(Dataset entries)
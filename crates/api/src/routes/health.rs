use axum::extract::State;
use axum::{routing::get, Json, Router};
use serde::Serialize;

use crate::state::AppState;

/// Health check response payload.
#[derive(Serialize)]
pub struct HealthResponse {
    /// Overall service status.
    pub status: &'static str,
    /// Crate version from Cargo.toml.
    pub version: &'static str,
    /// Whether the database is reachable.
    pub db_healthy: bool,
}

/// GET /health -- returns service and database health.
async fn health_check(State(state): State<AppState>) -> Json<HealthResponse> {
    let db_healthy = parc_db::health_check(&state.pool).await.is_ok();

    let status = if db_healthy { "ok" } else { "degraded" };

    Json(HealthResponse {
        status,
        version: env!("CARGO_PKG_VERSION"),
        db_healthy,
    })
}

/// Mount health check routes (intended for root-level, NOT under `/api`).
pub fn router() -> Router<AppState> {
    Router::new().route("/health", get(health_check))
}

* **Exercise objective**
Across the preceding records, count the lines with the word "Router" in them and give that figure alone.

* **Output for this task**
3